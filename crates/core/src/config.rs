use crate::alert::entity::{AlertType, Severity};
use crate::market::entity::Dimension;
use serde::{Deserialize, Serialize};
use std::collections::BTreeMap;
use std::time::Duration;
use thiserror::Error;

/// 单标的并发上限的硬性上界
pub const MAX_CONCURRENCY_LIMIT: usize = 64;

const WEIGHT_SUM_TOLERANCE: f64 = 1e-6;

/// # Summary
/// 配置错误，启动时一次性校验失败即终止。
#[derive(Error, Debug, Clone, PartialEq)]
pub enum ConfigError {
    /// 字段取值不合法
    #[error("Invalid configuration `{field}`: {reason}")]
    Invalid { field: String, reason: String },

    /// 配置源加载或反序列化失败
    #[error("Failed to load configuration: {0}")]
    Load(String),
}

impl ConfigError {
    fn invalid(field: impl Into<String>, reason: impl Into<String>) -> Self {
        ConfigError::Invalid {
            field: field.into(),
            reason: reason.into(),
        }
    }
}

/// # Summary
/// 全局监控配置，所有阈值与权重都在此处集中定义。
///
/// # Invariants
/// - 在 `MonitorScheduler::new` 中调用一次 `validate()`，之后视为只读。
#[derive(Debug, Clone, Default, PartialEq, Serialize, Deserialize)]
#[serde(default)]
pub struct MonitorConfig {
    pub scoring: ScoringConfig,
    pub signal: SignalConfig,
    pub alerts: AlertConfig,
    pub scheduler: SchedulerConfig,
    pub store: StoreConfig,
    pub notify: NotifyConfig,
    pub logging: LoggingConfig,
    pub run: RunConfig,
}

impl MonitorConfig {
    /// # Summary
    /// 校验全部配置段。
    ///
    /// # Returns
    /// 第一个不合法字段对应的 `ConfigError::Invalid`。
    pub fn validate(&self) -> Result<(), ConfigError> {
        self.scoring.validate()?;
        self.signal.validate()?;
        self.alerts.validate()?;
        self.scheduler.validate()?;
        self.store.validate()?;
        self.notify.validate()?;
        Ok(())
    }
}

/// 评分聚合配置
#[derive(Debug, Clone, PartialEq, Serialize, Deserialize)]
#[serde(default)]
pub struct ScoringConfig {
    pub weights: BTreeMap<Dimension, f64>,
}

impl Default for ScoringConfig {
    fn default() -> Self {
        let mut weights = BTreeMap::new();
        weights.insert(Dimension::fundamental(), 0.4);
        weights.insert(Dimension::technical(), 0.4);
        weights.insert(Dimension::sentiment(), 0.2);
        Self { weights }
    }
}

impl ScoringConfig {
    fn validate(&self) -> Result<(), ConfigError> {
        if self.weights.is_empty() {
            return Err(ConfigError::invalid("scoring.weights", "no dimension configured"));
        }
        for (dimension, weight) in &self.weights {
            if !weight.is_finite() || *weight < 0.0 {
                return Err(ConfigError::invalid(
                    format!("scoring.weights.{}", dimension),
                    format!("weight must be a non-negative finite number, got {}", weight),
                ));
            }
        }
        if !self.weights.values().any(|w| *w > 0.0) {
            return Err(ConfigError::invalid("scoring.weights", "at least one weight must be positive"));
        }
        let sum: f64 = self.weights.values().sum();
        if (sum - 1.0).abs() > WEIGHT_SUM_TOLERANCE {
            return Err(ConfigError::invalid(
                "scoring.weights",
                format!("weights must sum to 1.0, got {}", sum),
            ));
        }
        Ok(())
    }
}

/// 信号生成配置
#[derive(Debug, Clone, PartialEq, Serialize, Deserialize)]
#[serde(default)]
pub struct SignalConfig {
    // 离散度对置信度的影响权重
    pub agreement_weight: f64,
    // 数据源未提供波动率时使用的默认值
    pub default_volatility: f64,
    pub stop_multiplier: f64,
    pub take_profit_multiplier: f64,
    pub min_risk_reward: f64,
    pub large_confidence: f64,
    pub medium_confidence: f64,
    pub intraday_volatility: f64,
    pub position_volatility: f64,
    pub opportunity_min_confidence: f64,
}

impl Default for SignalConfig {
    fn default() -> Self {
        Self {
            agreement_weight: 0.5,
            default_volatility: 0.02,
            stop_multiplier: 1.5,
            take_profit_multiplier: 2.5,
            min_risk_reward: 2.0,
            large_confidence: 0.7,
            medium_confidence: 0.5,
            intraday_volatility: 0.05,
            position_volatility: 0.015,
            opportunity_min_confidence: 0.7,
        }
    }
}

impl SignalConfig {
    fn validate(&self) -> Result<(), ConfigError> {
        let unit = [
            ("signal.agreement_weight", self.agreement_weight),
            ("signal.large_confidence", self.large_confidence),
            ("signal.medium_confidence", self.medium_confidence),
            ("signal.opportunity_min_confidence", self.opportunity_min_confidence),
        ];
        for (field, value) in unit {
            if !(0.0..=1.0).contains(&value) {
                return Err(ConfigError::invalid(field, format!("must be within [0,1], got {}", value)));
            }
        }
        if self.medium_confidence > self.large_confidence {
            return Err(ConfigError::invalid(
                "signal.medium_confidence",
                "must not exceed signal.large_confidence",
            ));
        }

        let positive = [
            ("signal.default_volatility", self.default_volatility),
            ("signal.stop_multiplier", self.stop_multiplier),
            ("signal.take_profit_multiplier", self.take_profit_multiplier),
            ("signal.intraday_volatility", self.intraday_volatility),
            ("signal.position_volatility", self.position_volatility),
        ];
        for (field, value) in positive {
            if !value.is_finite() || value <= 0.0 {
                return Err(ConfigError::invalid(field, format!("must be positive, got {}", value)));
            }
        }
        if !self.min_risk_reward.is_finite() || self.min_risk_reward < 2.0 {
            return Err(ConfigError::invalid(
                "signal.min_risk_reward",
                format!("must be at least 2.0, got {}", self.min_risk_reward),
            ));
        }
        Ok(())
    }
}

/// # Summary
/// 单个告警类型的严重度阶梯。
///
/// # Invariants
/// - `low < medium < high < critical`，且均为正数。
#[derive(Debug, Clone, Copy, PartialEq, Serialize, Deserialize)]
pub struct SeverityLadder {
    pub low: f64,
    pub medium: f64,
    pub high: f64,
    pub critical: f64,
}

impl SeverityLadder {
    pub const fn new(low: f64, medium: f64, high: f64, critical: f64) -> Self {
        Self {
            low,
            medium,
            high,
            critical,
        }
    }

    /// # Summary
    /// 将量值映射到严重度。
    ///
    /// # Returns
    /// 低于 LOW 阈值 (或非有限数) 返回 `None`，表示条件不成立。
    pub fn severity_of(&self, magnitude: f64) -> Option<Severity> {
        if !magnitude.is_finite() {
            return None;
        }
        if magnitude >= self.critical {
            Some(Severity::Critical)
        } else if magnitude >= self.high {
            Some(Severity::High)
        } else if magnitude >= self.medium {
            Some(Severity::Medium)
        } else if magnitude >= self.low {
            Some(Severity::Low)
        } else {
            None
        }
    }

    fn validate(&self, field: &str) -> Result<(), ConfigError> {
        let steps = [self.low, self.medium, self.high, self.critical];
        if steps.iter().any(|v| !v.is_finite() || *v <= 0.0) {
            return Err(ConfigError::invalid(field, "thresholds must be positive"));
        }
        if steps.windows(2).any(|w| w[0] >= w[1]) {
            return Err(ConfigError::invalid(field, "thresholds must be strictly ascending"));
        }
        Ok(())
    }
}

/// 告警规则配置
#[derive(Debug, Clone, PartialEq, Serialize, Deserialize)]
#[serde(default)]
pub struct AlertConfig {
    pub high_volatility: SeverityLadder,
    pub news_catalyst: SeverityLadder,
    pub technical_breakout: SeverityLadder,
    pub fundamental_change: SeverityLadder,
    pub sector_rotation: SeverityLadder,
    // 内存中保留的已清除告警数量
    pub history_limit: usize,
}

impl Default for AlertConfig {
    fn default() -> Self {
        Self {
            high_volatility: SeverityLadder::new(0.03, 0.05, 0.08, 0.12),
            news_catalyst: SeverityLadder::new(0.40, 0.60, 0.75, 0.90),
            technical_breakout: SeverityLadder::new(0.02, 0.04, 0.07, 0.10),
            fundamental_change: SeverityLadder::new(0.10, 0.20, 0.30, 0.45),
            sector_rotation: SeverityLadder::new(0.03, 0.06, 0.10, 0.15),
            history_limit: 100,
        }
    }
}

impl AlertConfig {
    pub fn ladder(&self, alert_type: AlertType) -> &SeverityLadder {
        match alert_type {
            AlertType::HighVolatility => &self.high_volatility,
            AlertType::NewsCatalyst => &self.news_catalyst,
            AlertType::TechnicalBreakout => &self.technical_breakout,
            AlertType::FundamentalChange => &self.fundamental_change,
            AlertType::SectorRotation => &self.sector_rotation,
        }
    }

    fn validate(&self) -> Result<(), ConfigError> {
        for alert_type in AlertType::ALL {
            let field = format!("alerts.{}", alert_type.to_string().to_lowercase());
            self.ladder(alert_type).validate(&field)?;
        }
        if self.history_limit == 0 {
            return Err(ConfigError::invalid("alerts.history_limit", "must be at least 1"));
        }
        Ok(())
    }
}

/// 调度配置
#[derive(Debug, Clone, PartialEq, Serialize, Deserialize)]
#[serde(default)]
pub struct SchedulerConfig {
    pub max_concurrency: usize,
    pub symbol_timeout_ms: u64,
    pub interval_secs: u64,
}

impl Default for SchedulerConfig {
    fn default() -> Self {
        Self {
            max_concurrency: 8,
            symbol_timeout_ms: 30_000,
            interval_secs: 300,
        }
    }
}

impl SchedulerConfig {
    pub fn symbol_timeout(&self) -> Duration {
        Duration::from_millis(self.symbol_timeout_ms)
    }

    pub fn interval(&self) -> Duration {
        Duration::from_secs(self.interval_secs)
    }

    fn validate(&self) -> Result<(), ConfigError> {
        if !(1..=MAX_CONCURRENCY_LIMIT).contains(&self.max_concurrency) {
            return Err(ConfigError::invalid(
                "scheduler.max_concurrency",
                format!("must be within 1..={}, got {}", MAX_CONCURRENCY_LIMIT, self.max_concurrency),
            ));
        }
        if self.symbol_timeout_ms == 0 {
            return Err(ConfigError::invalid("scheduler.symbol_timeout_ms", "must be positive"));
        }
        if self.interval_secs == 0 {
            return Err(ConfigError::invalid("scheduler.interval_secs", "must be positive"));
        }
        Ok(())
    }
}

/// 持久化配置
#[derive(Debug, Clone, PartialEq, Serialize, Deserialize)]
#[serde(default)]
pub struct StoreConfig {
    // 关闭时使用内存存储
    pub persistence: bool,
    pub data_dir: String,
    pub commit_retries: u32,
    pub commit_backoff_ms: u64,
    // 数据库中保留的已清除告警数量
    pub retention: usize,
}

impl Default for StoreConfig {
    fn default() -> Self {
        Self {
            persistence: true,
            data_dir: "data".to_string(),
            commit_retries: 2,
            commit_backoff_ms: 200,
            retention: 500,
        }
    }
}

impl StoreConfig {
    pub fn commit_backoff(&self) -> Duration {
        Duration::from_millis(self.commit_backoff_ms)
    }

    fn validate(&self) -> Result<(), ConfigError> {
        if self.retention == 0 {
            return Err(ConfigError::invalid("store.retention", "must be at least 1"));
        }
        Ok(())
    }
}

/// 通知分发配置
#[derive(Debug, Clone, PartialEq, Serialize, Deserialize)]
#[serde(default)]
pub struct NotifyConfig {
    pub queue_capacity: usize,
    pub publish_timeout_ms: u64,
}

impl Default for NotifyConfig {
    fn default() -> Self {
        Self {
            queue_capacity: 16,
            publish_timeout_ms: 10_000,
        }
    }
}

impl NotifyConfig {
    pub fn publish_timeout(&self) -> Duration {
        Duration::from_millis(self.publish_timeout_ms)
    }

    fn validate(&self) -> Result<(), ConfigError> {
        if self.queue_capacity == 0 {
            return Err(ConfigError::invalid("notify.queue_capacity", "must be at least 1"));
        }
        if self.publish_timeout_ms == 0 {
            return Err(ConfigError::invalid("notify.publish_timeout_ms", "must be positive"));
        }
        Ok(())
    }
}

/// 日志配置
#[derive(Debug, Clone, PartialEq, Serialize, Deserialize)]
#[serde(default)]
pub struct LoggingConfig {
    pub level: String,
    // 设置后额外输出按天滚动的日志文件
    pub directory: Option<String>,
}

impl Default for LoggingConfig {
    fn default() -> Self {
        Self {
            level: "info".to_string(),
            directory: None,
        }
    }
}

/// 运行方式
#[derive(Debug, Clone, Copy, PartialEq, Eq, Serialize, Deserialize)]
#[serde(rename_all = "lowercase")]
pub enum RunModeConfig {
    Once,
    Continuous,
}

/// 二进制入口的运行参数
#[derive(Debug, Clone, PartialEq, Serialize, Deserialize)]
#[serde(default)]
pub struct RunConfig {
    pub mode: RunModeConfig,
    pub symbols: Vec<String>,
    // 读数 JSON 文件所在目录
    pub feed_dir: String,
}

impl Default for RunConfig {
    fn default() -> Self {
        Self {
            mode: RunModeConfig::Once,
            symbols: Vec::new(),
            feed_dir: "feed".to_string(),
        }
    }
}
■ ■ ■
Exercise goal – What lines in the material above hold the word "SchedulerConfig"? Pull them out.

Response to the exercise –
    pub scheduler: SchedulerConfig,
pub struct SchedulerConfig {
impl Default for SchedulerConfig {
impl SchedulerConfig {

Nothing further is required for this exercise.